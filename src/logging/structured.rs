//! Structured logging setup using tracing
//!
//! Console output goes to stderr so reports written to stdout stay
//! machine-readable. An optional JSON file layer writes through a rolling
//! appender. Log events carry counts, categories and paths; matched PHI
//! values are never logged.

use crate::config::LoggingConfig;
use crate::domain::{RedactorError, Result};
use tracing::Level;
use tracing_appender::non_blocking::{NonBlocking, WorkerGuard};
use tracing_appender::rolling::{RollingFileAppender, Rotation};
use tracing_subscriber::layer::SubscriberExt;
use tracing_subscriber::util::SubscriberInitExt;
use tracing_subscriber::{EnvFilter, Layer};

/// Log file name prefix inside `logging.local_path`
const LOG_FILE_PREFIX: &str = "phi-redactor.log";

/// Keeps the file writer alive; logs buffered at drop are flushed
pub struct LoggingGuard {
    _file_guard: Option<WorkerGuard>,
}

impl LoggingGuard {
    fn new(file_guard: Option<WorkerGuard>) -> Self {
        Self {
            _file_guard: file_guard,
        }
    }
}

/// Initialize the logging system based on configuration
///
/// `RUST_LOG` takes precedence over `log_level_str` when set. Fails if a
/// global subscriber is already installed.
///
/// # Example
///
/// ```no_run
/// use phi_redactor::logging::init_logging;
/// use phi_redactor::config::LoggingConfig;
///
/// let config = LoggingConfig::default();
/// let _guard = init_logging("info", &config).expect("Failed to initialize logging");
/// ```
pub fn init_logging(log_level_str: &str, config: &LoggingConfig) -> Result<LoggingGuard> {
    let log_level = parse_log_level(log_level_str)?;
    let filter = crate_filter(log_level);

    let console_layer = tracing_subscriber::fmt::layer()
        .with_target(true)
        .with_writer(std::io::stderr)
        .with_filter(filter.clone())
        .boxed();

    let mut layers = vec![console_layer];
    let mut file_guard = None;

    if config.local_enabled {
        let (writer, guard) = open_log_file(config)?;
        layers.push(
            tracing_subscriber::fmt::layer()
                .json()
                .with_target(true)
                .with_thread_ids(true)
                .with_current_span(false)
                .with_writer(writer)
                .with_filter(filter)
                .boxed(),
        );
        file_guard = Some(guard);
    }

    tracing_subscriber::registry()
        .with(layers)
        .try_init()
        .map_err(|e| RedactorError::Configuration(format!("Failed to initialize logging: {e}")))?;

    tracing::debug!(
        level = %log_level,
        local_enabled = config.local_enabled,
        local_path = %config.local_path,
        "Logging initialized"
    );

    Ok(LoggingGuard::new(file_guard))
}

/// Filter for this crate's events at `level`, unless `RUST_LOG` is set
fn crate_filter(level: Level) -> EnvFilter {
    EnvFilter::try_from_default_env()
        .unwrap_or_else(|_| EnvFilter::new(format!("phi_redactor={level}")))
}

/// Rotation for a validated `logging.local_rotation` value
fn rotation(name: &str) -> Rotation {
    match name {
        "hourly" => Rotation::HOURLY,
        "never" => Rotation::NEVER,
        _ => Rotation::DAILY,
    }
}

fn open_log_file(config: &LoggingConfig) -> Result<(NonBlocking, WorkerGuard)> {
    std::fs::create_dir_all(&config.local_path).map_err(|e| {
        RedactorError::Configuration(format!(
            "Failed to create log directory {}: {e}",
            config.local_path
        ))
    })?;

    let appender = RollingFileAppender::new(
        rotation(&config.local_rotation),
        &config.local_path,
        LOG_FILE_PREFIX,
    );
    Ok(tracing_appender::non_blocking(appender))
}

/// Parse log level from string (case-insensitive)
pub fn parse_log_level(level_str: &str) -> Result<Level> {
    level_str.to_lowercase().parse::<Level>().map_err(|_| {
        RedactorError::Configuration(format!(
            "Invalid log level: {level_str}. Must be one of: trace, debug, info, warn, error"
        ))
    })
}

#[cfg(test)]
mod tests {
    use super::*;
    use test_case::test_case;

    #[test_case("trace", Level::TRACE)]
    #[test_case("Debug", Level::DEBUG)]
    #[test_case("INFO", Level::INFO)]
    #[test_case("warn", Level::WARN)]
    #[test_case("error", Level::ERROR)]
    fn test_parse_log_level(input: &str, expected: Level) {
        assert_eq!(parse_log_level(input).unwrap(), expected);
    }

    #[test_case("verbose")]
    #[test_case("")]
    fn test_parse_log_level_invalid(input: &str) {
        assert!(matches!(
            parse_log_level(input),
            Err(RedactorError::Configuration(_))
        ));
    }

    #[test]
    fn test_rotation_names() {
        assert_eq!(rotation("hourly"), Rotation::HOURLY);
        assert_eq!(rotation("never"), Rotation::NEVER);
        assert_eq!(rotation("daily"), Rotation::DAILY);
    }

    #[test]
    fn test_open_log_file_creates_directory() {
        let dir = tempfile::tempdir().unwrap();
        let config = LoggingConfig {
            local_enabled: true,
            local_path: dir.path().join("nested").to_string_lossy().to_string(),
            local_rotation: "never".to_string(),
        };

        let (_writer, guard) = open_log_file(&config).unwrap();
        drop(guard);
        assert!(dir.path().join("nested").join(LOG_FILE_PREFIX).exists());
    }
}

==

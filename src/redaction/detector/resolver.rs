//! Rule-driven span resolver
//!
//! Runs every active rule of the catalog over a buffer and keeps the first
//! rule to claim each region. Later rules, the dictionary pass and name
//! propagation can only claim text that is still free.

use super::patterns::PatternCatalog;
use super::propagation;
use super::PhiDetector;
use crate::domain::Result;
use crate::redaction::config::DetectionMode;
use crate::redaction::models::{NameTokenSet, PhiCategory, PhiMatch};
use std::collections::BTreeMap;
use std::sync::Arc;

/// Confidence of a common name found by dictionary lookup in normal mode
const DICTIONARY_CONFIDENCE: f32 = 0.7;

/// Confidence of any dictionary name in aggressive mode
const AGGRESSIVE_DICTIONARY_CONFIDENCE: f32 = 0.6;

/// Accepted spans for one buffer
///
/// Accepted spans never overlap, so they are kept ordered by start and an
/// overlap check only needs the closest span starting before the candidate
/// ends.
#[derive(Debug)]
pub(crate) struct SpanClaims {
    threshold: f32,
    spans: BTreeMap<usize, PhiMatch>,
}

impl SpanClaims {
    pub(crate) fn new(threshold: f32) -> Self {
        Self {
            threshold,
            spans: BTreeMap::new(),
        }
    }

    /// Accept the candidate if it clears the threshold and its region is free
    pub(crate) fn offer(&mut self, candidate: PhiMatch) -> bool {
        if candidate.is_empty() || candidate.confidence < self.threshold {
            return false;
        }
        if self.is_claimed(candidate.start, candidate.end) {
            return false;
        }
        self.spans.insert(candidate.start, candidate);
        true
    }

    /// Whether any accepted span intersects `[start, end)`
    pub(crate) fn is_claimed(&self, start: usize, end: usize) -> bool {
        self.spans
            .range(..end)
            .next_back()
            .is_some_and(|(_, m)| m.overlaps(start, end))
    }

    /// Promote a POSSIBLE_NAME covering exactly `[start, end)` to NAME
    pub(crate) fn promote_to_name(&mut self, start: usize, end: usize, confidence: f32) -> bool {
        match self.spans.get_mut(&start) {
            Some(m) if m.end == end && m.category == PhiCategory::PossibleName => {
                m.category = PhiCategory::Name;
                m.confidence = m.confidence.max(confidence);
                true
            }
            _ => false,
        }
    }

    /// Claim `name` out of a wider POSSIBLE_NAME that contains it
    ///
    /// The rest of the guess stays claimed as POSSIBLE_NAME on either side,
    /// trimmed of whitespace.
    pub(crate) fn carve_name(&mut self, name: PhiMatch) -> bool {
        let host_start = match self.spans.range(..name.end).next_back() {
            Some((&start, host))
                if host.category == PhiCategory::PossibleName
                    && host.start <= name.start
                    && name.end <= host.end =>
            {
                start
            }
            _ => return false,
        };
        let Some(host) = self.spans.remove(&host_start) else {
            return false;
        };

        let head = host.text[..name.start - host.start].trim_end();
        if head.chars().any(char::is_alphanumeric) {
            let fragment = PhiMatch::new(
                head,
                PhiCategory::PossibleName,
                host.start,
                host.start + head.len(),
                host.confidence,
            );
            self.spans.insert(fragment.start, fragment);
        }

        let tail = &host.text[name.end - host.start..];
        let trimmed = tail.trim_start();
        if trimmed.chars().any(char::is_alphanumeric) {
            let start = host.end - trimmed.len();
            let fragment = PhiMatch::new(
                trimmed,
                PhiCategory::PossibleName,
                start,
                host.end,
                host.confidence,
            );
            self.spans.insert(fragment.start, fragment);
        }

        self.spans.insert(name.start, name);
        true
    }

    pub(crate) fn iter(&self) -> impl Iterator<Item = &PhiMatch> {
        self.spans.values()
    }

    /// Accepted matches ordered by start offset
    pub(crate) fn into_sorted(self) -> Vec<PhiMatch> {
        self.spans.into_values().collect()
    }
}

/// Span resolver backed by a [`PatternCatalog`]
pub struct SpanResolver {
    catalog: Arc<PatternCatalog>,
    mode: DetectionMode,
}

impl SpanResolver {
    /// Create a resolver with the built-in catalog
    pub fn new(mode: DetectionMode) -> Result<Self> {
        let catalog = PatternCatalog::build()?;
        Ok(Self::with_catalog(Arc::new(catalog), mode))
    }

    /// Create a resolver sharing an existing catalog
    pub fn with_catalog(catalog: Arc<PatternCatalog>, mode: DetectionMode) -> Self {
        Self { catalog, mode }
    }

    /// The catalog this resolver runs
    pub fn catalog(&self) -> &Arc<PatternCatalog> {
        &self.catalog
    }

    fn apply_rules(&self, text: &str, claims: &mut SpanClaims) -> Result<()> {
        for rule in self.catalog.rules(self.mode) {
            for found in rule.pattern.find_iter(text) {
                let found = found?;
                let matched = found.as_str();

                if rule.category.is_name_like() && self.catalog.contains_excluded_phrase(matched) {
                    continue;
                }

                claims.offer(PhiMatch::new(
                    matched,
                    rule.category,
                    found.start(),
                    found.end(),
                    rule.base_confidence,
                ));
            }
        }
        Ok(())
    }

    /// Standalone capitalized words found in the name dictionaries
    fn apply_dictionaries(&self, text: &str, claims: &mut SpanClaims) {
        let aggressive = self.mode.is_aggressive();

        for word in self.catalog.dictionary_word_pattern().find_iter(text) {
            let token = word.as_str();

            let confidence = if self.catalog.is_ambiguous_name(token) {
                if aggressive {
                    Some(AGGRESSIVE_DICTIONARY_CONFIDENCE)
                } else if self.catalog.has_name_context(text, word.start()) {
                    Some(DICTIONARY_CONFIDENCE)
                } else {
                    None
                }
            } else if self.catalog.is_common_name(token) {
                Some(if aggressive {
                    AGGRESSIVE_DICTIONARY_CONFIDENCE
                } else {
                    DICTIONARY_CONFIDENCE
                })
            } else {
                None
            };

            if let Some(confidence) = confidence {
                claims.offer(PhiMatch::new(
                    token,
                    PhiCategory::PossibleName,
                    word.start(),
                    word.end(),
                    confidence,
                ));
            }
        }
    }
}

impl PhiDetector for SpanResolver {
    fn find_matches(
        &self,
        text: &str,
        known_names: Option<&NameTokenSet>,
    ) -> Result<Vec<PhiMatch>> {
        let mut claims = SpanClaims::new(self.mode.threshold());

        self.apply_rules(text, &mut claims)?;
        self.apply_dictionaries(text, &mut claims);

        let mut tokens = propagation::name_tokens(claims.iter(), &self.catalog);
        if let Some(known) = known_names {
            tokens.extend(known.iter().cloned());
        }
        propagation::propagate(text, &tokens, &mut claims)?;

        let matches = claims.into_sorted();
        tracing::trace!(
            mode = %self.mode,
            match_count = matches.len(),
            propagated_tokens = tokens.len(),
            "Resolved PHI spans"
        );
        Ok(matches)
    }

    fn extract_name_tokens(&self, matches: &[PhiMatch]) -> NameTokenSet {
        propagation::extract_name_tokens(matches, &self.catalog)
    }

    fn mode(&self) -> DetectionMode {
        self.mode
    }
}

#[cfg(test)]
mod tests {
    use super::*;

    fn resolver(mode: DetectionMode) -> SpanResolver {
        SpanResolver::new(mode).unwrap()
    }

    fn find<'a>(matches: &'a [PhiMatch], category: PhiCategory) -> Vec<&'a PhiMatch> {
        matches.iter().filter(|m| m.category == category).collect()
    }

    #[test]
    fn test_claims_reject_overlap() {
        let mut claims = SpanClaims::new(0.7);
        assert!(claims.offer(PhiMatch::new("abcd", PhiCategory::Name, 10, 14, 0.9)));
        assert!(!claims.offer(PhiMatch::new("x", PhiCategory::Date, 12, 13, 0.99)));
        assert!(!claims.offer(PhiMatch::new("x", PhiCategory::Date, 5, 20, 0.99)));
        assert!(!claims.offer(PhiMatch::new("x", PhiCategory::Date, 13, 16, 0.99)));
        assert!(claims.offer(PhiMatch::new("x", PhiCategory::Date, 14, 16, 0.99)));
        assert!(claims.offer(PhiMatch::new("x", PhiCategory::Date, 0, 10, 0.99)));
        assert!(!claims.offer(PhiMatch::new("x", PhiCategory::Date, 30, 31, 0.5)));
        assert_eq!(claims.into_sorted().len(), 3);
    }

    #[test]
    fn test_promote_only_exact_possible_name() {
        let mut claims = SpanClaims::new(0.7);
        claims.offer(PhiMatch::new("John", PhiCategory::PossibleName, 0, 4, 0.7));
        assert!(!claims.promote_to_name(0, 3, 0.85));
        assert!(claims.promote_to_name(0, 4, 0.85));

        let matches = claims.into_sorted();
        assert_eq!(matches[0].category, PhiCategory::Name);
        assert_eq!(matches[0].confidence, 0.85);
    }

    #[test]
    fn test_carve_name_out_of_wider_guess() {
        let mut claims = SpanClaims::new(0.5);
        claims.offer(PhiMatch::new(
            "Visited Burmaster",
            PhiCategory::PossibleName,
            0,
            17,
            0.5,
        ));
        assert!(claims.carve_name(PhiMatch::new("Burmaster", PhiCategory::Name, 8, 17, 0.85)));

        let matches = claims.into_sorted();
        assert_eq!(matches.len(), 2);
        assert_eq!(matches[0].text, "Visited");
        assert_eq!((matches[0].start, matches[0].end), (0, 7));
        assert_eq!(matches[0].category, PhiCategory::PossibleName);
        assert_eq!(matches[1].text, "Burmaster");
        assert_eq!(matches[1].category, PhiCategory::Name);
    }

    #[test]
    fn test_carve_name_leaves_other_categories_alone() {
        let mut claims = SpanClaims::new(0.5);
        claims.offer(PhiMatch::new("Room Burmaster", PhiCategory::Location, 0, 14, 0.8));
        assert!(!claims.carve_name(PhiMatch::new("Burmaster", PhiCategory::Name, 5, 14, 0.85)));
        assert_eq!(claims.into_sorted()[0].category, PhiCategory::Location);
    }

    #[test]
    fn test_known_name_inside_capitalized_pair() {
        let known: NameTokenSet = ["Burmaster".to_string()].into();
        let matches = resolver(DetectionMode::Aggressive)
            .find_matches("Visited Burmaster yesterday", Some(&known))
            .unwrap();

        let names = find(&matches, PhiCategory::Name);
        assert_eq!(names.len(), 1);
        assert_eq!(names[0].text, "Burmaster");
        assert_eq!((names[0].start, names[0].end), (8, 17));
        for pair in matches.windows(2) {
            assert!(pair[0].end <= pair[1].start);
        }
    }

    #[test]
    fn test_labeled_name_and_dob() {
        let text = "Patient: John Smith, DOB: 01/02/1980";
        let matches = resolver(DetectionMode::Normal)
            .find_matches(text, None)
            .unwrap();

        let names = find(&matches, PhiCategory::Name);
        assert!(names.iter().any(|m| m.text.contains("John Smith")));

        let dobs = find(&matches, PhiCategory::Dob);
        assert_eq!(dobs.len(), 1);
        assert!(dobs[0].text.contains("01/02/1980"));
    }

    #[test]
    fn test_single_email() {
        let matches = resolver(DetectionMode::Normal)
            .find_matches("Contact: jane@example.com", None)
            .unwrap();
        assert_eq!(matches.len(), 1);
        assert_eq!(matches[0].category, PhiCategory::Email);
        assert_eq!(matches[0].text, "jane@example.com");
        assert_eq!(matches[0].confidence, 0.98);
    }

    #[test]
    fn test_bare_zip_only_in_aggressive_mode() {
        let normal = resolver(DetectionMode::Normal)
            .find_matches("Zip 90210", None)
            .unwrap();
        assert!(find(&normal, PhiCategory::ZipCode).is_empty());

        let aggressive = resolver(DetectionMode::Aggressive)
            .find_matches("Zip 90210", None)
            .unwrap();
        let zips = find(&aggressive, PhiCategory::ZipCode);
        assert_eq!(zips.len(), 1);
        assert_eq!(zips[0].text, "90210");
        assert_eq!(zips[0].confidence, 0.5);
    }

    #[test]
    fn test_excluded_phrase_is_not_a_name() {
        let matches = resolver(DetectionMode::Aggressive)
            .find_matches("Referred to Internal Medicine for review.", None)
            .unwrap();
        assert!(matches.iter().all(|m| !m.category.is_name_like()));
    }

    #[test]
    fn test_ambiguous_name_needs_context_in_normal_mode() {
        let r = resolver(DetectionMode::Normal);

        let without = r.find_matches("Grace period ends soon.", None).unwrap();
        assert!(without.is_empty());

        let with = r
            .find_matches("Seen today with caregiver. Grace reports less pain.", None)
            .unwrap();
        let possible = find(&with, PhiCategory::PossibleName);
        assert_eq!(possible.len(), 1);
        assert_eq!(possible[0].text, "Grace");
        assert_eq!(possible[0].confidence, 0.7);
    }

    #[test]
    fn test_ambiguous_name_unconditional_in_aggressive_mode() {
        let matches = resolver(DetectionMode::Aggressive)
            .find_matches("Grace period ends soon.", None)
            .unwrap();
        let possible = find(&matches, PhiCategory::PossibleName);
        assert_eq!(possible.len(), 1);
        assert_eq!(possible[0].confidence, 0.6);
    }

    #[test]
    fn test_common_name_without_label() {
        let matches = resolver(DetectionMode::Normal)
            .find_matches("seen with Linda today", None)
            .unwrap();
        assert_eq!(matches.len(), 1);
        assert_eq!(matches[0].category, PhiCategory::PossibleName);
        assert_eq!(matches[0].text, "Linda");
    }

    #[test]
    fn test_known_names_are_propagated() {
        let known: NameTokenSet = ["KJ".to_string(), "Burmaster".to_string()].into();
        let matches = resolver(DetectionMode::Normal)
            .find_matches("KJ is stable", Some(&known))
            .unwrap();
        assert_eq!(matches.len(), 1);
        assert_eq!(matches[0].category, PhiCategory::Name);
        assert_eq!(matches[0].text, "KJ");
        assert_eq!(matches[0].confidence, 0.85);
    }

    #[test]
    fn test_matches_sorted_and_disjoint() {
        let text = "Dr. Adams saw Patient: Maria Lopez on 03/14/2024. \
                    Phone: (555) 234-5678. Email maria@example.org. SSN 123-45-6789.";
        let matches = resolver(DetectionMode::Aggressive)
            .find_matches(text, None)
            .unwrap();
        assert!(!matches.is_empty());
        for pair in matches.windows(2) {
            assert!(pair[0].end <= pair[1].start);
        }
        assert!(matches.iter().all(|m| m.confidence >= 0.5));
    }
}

EXERCISE OBJECTIVE → Could you give the number of lines in the data above that contain the string "never", with no other words?

SOLUTION BELOW → 5